• [Task to complete]
State how many lines of the entries hold the string "filename", and output nothing but that count.

══ Record set ══

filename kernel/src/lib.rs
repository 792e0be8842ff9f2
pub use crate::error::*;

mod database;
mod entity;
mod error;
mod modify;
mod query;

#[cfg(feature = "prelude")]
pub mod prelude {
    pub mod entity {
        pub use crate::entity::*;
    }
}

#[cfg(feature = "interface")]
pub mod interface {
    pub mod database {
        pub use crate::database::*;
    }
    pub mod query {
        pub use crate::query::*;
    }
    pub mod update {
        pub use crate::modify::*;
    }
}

═══
══ Record set ══

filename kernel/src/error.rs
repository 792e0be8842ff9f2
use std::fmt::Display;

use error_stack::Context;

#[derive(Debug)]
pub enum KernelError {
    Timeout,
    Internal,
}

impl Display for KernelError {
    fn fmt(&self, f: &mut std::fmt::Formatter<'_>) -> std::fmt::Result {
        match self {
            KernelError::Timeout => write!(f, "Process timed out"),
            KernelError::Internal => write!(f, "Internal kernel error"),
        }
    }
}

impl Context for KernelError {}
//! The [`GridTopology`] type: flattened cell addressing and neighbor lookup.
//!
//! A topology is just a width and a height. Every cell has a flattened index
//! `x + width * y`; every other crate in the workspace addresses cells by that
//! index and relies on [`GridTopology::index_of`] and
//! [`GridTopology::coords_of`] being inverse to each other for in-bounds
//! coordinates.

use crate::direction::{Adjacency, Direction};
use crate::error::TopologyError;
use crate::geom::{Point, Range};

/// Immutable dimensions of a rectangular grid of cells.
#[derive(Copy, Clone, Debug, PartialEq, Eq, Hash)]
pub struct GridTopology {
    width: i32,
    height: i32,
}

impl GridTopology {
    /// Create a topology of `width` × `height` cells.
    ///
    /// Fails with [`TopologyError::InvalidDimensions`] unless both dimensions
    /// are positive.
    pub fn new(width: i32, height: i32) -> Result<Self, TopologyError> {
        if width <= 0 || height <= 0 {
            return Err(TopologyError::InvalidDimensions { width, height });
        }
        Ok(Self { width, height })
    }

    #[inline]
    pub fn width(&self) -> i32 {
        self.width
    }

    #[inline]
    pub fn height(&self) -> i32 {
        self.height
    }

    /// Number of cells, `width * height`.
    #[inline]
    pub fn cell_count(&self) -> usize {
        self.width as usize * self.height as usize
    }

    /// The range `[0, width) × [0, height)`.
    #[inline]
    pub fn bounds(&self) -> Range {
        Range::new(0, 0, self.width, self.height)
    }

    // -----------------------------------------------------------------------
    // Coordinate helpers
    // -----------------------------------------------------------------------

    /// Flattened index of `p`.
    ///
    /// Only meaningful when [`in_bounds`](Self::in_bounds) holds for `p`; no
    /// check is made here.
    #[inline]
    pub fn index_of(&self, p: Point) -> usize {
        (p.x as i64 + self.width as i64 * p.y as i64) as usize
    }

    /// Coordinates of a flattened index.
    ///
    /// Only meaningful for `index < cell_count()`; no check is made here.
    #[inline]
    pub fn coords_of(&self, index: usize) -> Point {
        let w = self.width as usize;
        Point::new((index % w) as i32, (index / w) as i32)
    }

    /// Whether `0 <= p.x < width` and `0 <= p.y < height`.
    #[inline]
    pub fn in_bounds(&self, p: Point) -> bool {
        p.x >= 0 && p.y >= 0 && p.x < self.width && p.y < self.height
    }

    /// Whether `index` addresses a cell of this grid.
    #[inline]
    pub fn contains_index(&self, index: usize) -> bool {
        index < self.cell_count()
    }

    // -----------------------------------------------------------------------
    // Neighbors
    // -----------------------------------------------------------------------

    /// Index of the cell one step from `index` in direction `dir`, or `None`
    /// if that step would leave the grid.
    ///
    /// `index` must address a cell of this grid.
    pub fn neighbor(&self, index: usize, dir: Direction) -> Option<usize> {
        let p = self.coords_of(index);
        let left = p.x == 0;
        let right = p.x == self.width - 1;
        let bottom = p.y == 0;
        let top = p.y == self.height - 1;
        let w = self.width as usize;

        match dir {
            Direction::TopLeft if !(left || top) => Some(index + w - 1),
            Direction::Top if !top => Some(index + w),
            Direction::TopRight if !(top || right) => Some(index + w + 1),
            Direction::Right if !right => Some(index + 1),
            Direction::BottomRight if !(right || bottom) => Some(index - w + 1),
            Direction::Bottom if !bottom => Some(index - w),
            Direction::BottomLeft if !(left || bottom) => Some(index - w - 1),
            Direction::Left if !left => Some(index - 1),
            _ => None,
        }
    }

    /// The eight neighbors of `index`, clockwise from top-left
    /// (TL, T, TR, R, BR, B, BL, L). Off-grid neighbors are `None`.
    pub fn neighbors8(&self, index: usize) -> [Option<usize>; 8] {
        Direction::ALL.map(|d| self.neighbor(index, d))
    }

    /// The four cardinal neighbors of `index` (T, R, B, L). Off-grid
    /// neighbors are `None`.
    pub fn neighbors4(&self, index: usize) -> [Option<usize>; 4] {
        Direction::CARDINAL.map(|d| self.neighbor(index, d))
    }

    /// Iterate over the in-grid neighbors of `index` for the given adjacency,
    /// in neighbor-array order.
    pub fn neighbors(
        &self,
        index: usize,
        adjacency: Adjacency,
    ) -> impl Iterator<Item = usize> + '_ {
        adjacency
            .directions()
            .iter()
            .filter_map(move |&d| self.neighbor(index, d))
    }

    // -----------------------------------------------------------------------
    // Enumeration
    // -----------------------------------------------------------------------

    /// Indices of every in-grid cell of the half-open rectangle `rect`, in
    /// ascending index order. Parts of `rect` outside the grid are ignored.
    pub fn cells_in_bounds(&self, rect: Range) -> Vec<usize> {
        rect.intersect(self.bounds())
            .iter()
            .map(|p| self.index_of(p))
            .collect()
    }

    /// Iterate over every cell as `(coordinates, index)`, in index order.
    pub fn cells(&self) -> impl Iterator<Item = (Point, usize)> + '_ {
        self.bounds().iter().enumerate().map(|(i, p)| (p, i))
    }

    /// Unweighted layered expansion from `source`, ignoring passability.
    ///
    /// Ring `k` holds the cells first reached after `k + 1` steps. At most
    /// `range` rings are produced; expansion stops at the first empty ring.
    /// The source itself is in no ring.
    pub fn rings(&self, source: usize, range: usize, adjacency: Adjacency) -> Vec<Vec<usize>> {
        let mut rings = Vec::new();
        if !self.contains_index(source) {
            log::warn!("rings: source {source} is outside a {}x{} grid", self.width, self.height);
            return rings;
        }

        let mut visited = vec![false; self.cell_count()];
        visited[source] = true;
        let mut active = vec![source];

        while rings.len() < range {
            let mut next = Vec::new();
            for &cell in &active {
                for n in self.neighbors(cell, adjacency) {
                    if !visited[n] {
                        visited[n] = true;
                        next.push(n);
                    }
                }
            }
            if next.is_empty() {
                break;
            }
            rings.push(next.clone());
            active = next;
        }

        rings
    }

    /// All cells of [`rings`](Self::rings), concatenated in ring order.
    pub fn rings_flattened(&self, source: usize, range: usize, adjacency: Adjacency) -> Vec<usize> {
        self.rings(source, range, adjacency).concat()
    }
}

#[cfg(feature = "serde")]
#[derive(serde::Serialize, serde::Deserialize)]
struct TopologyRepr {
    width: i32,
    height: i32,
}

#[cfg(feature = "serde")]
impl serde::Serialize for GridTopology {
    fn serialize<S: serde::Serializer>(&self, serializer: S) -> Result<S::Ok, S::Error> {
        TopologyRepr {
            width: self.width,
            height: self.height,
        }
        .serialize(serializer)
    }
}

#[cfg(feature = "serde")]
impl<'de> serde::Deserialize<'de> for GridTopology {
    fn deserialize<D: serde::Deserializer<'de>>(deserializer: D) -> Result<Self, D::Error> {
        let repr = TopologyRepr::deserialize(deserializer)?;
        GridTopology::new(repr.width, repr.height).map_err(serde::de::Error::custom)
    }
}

═══

• [Result below]
2